Start of RECORD SET

//! C3: classifies a C++ type spelling as primitive / STL container /
//! smart pointer / callable / user class, and extracts template arguments.
//!
//! Classification works directly on the type's textual spelling rather
//! than on a live Clang `Type` handle, so every `ExportRecord` field it
//! feeds stays a plain string per the §3.3 "no AST back-references"
//! invariant, and the classifier is trivially unit-testable.

/// The closed set of STL container name prefixes the analyzer recognizes
/// (spec.md §4.3). Order matters only for `unordered_*` winning over a
/// naive `map`/`set` prefix match, which is why those come first.
const STL_CONTAINERS: &[(&str, &str)] = &[
    ("std::unordered_map", "unordered_map"),
    ("std::unordered_set", "unordered_set"),
    ("unordered_map", "unordered_map"),
    ("unordered_set", "unordered_set"),
    ("std::vector", "vector"),
    ("std::map", "map"),
    ("std::set", "set"),
    ("std::list", "list"),
    ("std::deque", "deque"),
    ("std::array", "array"),
    ("std::pair", "pair"),
    ("std::tuple", "tuple"),
    ("std::optional", "optional"),
    ("vector", "vector"),
    ("map", "map"),
    ("set", "set"),
    ("list", "list"),
    ("deque", "deque"),
    ("array", "array"),
    ("pair", "pair"),
    ("tuple", "tuple"),
    ("optional", "optional"),
];

const SMART_POINTERS: &[(&str, &str)] = &[
    ("std::shared_ptr", "shared_ptr"),
    ("std::unique_ptr", "unique_ptr"),
    ("std::weak_ptr", "weak_ptr"),
    ("shared_ptr", "shared_ptr"),
    ("unique_ptr", "unique_ptr"),
    ("weak_ptr", "weak_ptr"),
];

const CALLABLE_PREFIXES: &[&str] = &["std::function", "function"];

/// The classification of a single C++ type spelling (spec.md §4.3).
#[derive(Debug, Clone, PartialEq, Eq, Default)]
pub struct TypeClassification {
    pub full_spelling: String,
    pub base_name: String,
    pub is_stl_container: bool,
    pub container_kind: Option<String>,
    pub is_smart_pointer: bool,
    pub smart_pointer_kind: Option<String>,
    pub is_callable: bool,
    pub template_args: Vec<String>,
}

#[derive(Debug, Default, Clone, Copy)]
pub struct TypeAnalyzer;

impl TypeAnalyzer {
    pub fn classify(type_spelling: &str) -> TypeClassification {
        let full_spelling = type_spelling.trim().to_string();
        let stripped = strip_cv_and_ref(&full_spelling);
        let base_name = strip_template_args(stripped).trim().to_string();
        let template_args = extract_template_args(stripped);

        let container_kind = STL_CONTAINERS
            .iter()
            .find(|(prefix, _)| base_name == *prefix || base_name.ends_with(&format!("::{prefix}")))
            .map(|(_, kind)| kind.to_string());

        let smart_pointer_kind = SMART_POINTERS
            .iter()
            .find(|(prefix, _)| base_name == *prefix || base_name.ends_with(&format!("::{prefix}")))
            .map(|(_, kind)| kind.to_string());

        let is_callable = CALLABLE_PREFIXES
            .iter()
            .any(|prefix| base_name == *prefix || base_name.ends_with(&format!("::{prefix}")));

        TypeClassification {
            full_spelling,
            base_name,
            is_stl_container: container_kind.is_some(),
            container_kind,
            is_smart_pointer: smart_pointer_kind.is_some(),
            smart_pointer_kind,
            is_callable,
            template_args,
        }
    }
}

fn strip_cv_and_ref(spelling: &str) -> &str {
    let mut s = spelling.trim();
    for token in ["const ", "volatile "] {
        if let Some(rest) = s.strip_prefix(token) {
            s = rest.trim();
        }
    }
    s.trim_end_matches(['&', '*', ' '])
}

fn strip_template_args(spelling: &str) -> &str {
    match spelling.find('<') {
        Some(idx) => &spelling[..idx],
        None => spelling,
    }
}

/// Splits the contents between the outermost `<...>` on top-level commas,
/// so `map<K, pair<A,B>>` yields `["K", "pair<A,B>"]` rather than
/// splitting inside the nested template.
fn extract_template_args(spelling: &str) -> Vec<String> {
    let Some(start) = spelling.find('<') else {
        return Vec::new();
    };
    let Some(end) = spelling.rfind('>') else {
        return Vec::new();
    };
    if end <= start {
        return Vec::new();
    }
    let inner = &spelling[start + 1..end];

    let mut args = Vec::new();
    let mut depth = 0i32;
    let mut current = String::new();
    for c in inner.chars() {
        match c {
            '<' => {
                depth += 1;
                current.push(c);
            }
            '>' => {
                depth -= 1;
                current.push(c);
            }
            ',' if depth == 0 => {
                args.push(current.trim().to_string());
                current.clear();
            }
            _ => current.push(c),
        }
    }
    if !current.trim().is_empty() {
        args.push(current.trim().to_string());
    }
    args
}

#[cfg(test)]
mod tests {
    use super::*;

    #[test]
    fn classifies_plain_primitive() {
        let c = TypeAnalyzer::classify("int");
        assert!(!c.is_stl_container);
        assert!(!c.is_smart_pointer);
        assert!(!c.is_callable);
        assert_eq!(c.base_name, "int");
    }

    #[test]
    fn classifies_vector_container() {
        let c = TypeAnalyzer::classify("std::vector<int>");
        assert!(c.is_stl_container);
        assert_eq!(c.container_kind.as_deref(), Some("vector"));
        assert_eq!(c.template_args, vec!["int".to_string()]);
    }

    #[test]
    fn classifies_nested_map_container() {
        let c = TypeAnalyzer::classify("std::map<std::string, std::vector<int>>");
        assert!(c.is_stl_container);
        assert_eq!(c.container_kind.as_deref(), Some("map"));
        assert_eq!(
            c.template_args,
            vec!["std::string".to_string(), "std::vector<int>".to_string()]
        );
    }

    #[test]
    fn prefers_unordered_over_bare_map() {
        let c = TypeAnalyzer::classify("std::unordered_map<int, int>");
        assert_eq!(c.container_kind.as_deref(), Some("unordered_map"));
    }

    #[test]
    fn classifies_smart_pointers() {
        let c = TypeAnalyzer::classify("std::shared_ptr<Widget>");
        assert!(c.is_smart_pointer);
        assert_eq!(c.smart_pointer_kind.as_deref(), Some("shared_ptr"));
    }

    #[test]
    fn classifies_callable_std_function() {
        let c = TypeAnalyzer::classify("const std::function<void(int)>&");
        assert!(c.is_callable);
        assert_eq!(c.template_args, vec!["void(int)".to_string()]);
    }

    #[test]
    fn strips_cv_and_reference_qualifiers() {
        let c = TypeAnalyzer::classify("const std::vector<int>&");
        assert_eq!(c.base_name, "std::vector");
        assert!(c.is_stl_container);
    }
}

End of RECORD SET

=== YOUR ASSIGNMENT ===
Your answer must be an exact transcription of all the data above.

=== ANSWER AREA ===
//! C3: classifies a C++ type spelling as primitive / STL container /
//! smart pointer / callable / user class, and extracts template arguments.
//!
//! Classification works directly on the type's textual spelling rather
//! than on a live Clang `Type` handle, so every `ExportRecord` field it
//! feeds stays a plain string per the §3.3 "no AST back-references"
//! invariant, and the classifier is trivially unit-testable.

/// The closed set of STL container name prefixes the analyzer recognizes
/// (spec.md §4.3). Order matters only for `unordered_*` winning over a
/// naive `map`/`set` prefix match, which is why those come first.
const STL_CONTAINERS: &[(&str, &str)] = &[
    ("std::unordered_map", "unordered_map"),
    ("std::unordered_set", "unordered_set"),
    ("unordered_map", "unordered_map"),
    ("unordered_set", "unordered_set"),
    ("std::vector", "vector"),
    ("std::map", "map"),
    ("std::set", "set"),
    ("std::list", "list"),
    ("std::deque", "deque"),
    ("std::array", "array"),
    ("std::pair", "pair"),
    ("std::tuple", "tuple"),
    ("std::optional", "optional"),
    ("vector", "vector"),
    ("map", "map"),
    ("set", "set"),
    ("list", "list"),
    ("deque", "deque"),
    ("array", "array"),
    ("pair", "pair"),
    ("tuple", "tuple"),
    ("optional", "optional"),
];

const SMART_POINTERS: &[(&str, &str)] = &[
    ("std::shared_ptr", "shared_ptr"),
    ("std::unique_ptr", "unique_ptr"),
    ("std::weak_ptr", "weak_ptr"),
    ("shared_ptr", "shared_ptr"),
    ("unique_ptr", "unique_ptr"),
    ("weak_ptr", "weak_ptr"),
];

const CALLABLE_PREFIXES: &[&str] = &["std::function", "function"];

/// The classification of a single C++ type spelling (spec.md §4.3).
#[derive(Debug, Clone, PartialEq, Eq, Default)]
pub struct TypeClassification {
    pub full_spelling: String,
    pub base_name: String,
    pub is_stl_container: bool,
    pub container_kind: Option<String>,
    pub is_smart_pointer: bool,
    pub smart_pointer_kind: Option<String>,
    pub is_callable: bool,
    pub template_args: Vec<String>,
}

#[derive(Debug, Default, Clone, Copy)]
pub struct TypeAnalyzer;

impl TypeAnalyzer {
    pub fn classify(type_spelling: &str) -> TypeClassification {
        let full_spelling = type_spelling.trim().to_string();
        let stripped = strip_cv_and_ref(&full_spelling);
        let base_name = strip_template_args(stripped).trim().to_string();
        let template_args = extract_template_args(stripped);

        let container_kind = STL_CONTAINERS
            .iter()
            .find(|(prefix, _)| base_name == *prefix || base_name.ends_with(&format!("::{prefix}")))
            .map(|(_, kind)| kind.to_string());

        let smart_pointer_kind = SMART_POINTERS
            .iter()
            .find(|(prefix, _)| base_name == *prefix || base_name.ends_with(&format!("::{prefix}")))
            .map(|(_, kind)| kind.to_string());

        let is_callable = CALLABLE_PREFIXES
            .iter()
            .any(|prefix| base_name == *prefix || base_name.ends_with(&format!("::{prefix}")));

        TypeClassification {
            full_spelling,
            base_name,
            is_stl_container: container_kind.is_some(),
            container_kind,
            is_smart_pointer: smart_pointer_kind.is_some(),
            smart_pointer_kind,
            is_callable,
            template_args,
        }
    }
}

fn strip_cv_and_ref(spelling: &str) -> &str {
    let mut s = spelling.trim();
    for token in ["const ", "volatile "] {
        if let Some(rest) = s.strip_prefix(token) {
            s = rest.trim();
        }
    }
    s.trim_end_matches(['&', '*', ' '])
}

fn strip_template_args(spelling: &str) -> &str {
    match spelling.find('<') {
        Some(idx) => &spelling[..idx],
        None => spelling,
    }
}

/// Splits the contents between the outermost `<...>` on top-level commas,
/// so `map<K, pair<A,B>>` yields `["K", "pair<A,B>"]` rather than
/// splitting inside the nested template.
fn extract_template_args(spelling: &str) -> Vec<String> {
    let Some(start) = spelling.find('<') else {
        return Vec::new();
    };
    let Some(end) = spelling.rfind('>') else {
        return Vec::new();
    };
    if end <= start {
        return Vec::new();
    }
    let inner = &spelling[start + 1..end];

    let mut args = Vec::new();
    let mut depth = 0i32;
    let mut current = String::new();
    for c in inner.chars() {
        match c {
            '<' => {
                depth += 1;
                current.push(c);
            }
            '>' => {
                depth -= 1;
                current.push(c);
            }
            ',' if depth == 0 => {
                args.push(current.trim().to_string());
                current.clear();
            }
            _ => current.push(c),
        }
    }
    if !current.trim().is_empty() {
        args.push(current.trim().to_string());
    }
    args
}

#[cfg(test)]
mod tests {
    use super::*;

    #[test]
    fn classifies_plain_primitive() {
        let c = TypeAnalyzer::classify("int");
        assert!(!c.is_stl_container);
        assert!(!c.is_smart_pointer);
        assert!(!c.is_callable);
        assert_eq!(c.base_name, "int");
    }

    #[test]
    fn classifies_vector_container() {
        let c = TypeAnalyzer::classify("std::vector<int>");
        assert!(c.is_stl_container);
        assert_eq!(c.container_kind.as_deref(), Some("vector"));
        assert_eq!(c.template_args, vec!["int".to_string()]);
    }

    #[test]
    fn classifies_nested_map_container() {
        let c = TypeAnalyzer::classify("std::map<std::string, std::vector<int>>");
        assert!(c.is_stl_container);
        assert_eq!(c.container_kind.as_deref(), Some("map"));
        assert_eq!(
            c.template_args,
            vec!["std::string".to_string(), "std::vector<int>".to_string()]
        );
    }

    #[test]
    fn prefers_unordered_over_bare_map() {
        let c = TypeAnalyzer::classify("std::unordered_map<int, int>");
        assert_eq!(c.container_kind.as_deref(), Some("unordered_map"));
    }

    #[test]
    fn classifies_smart_pointers() {
        let c = TypeAnalyzer::classify("std::shared_ptr<Widget>");
        assert!(c.is_smart_pointer);
        assert_eq!(c.smart_pointer_kind.as_deref(), Some("shared_ptr"));
    }

    #[test]
    fn classifies_callable_std_function() {
        let c = TypeAnalyzer::classify("const std::function<void(int)>&");
        assert!(c.is_callable);
        assert_eq!(c.template_args, vec!["void(int)".to_string()]);
    }

    #[test]
    fn strips_cv_and_reference_qualifiers() {
        let c = TypeAnalyzer::classify("const std::vector<int>&");
        assert_eq!(c.base_name, "std::vector");
        assert!(c.is_stl_container);
    }
}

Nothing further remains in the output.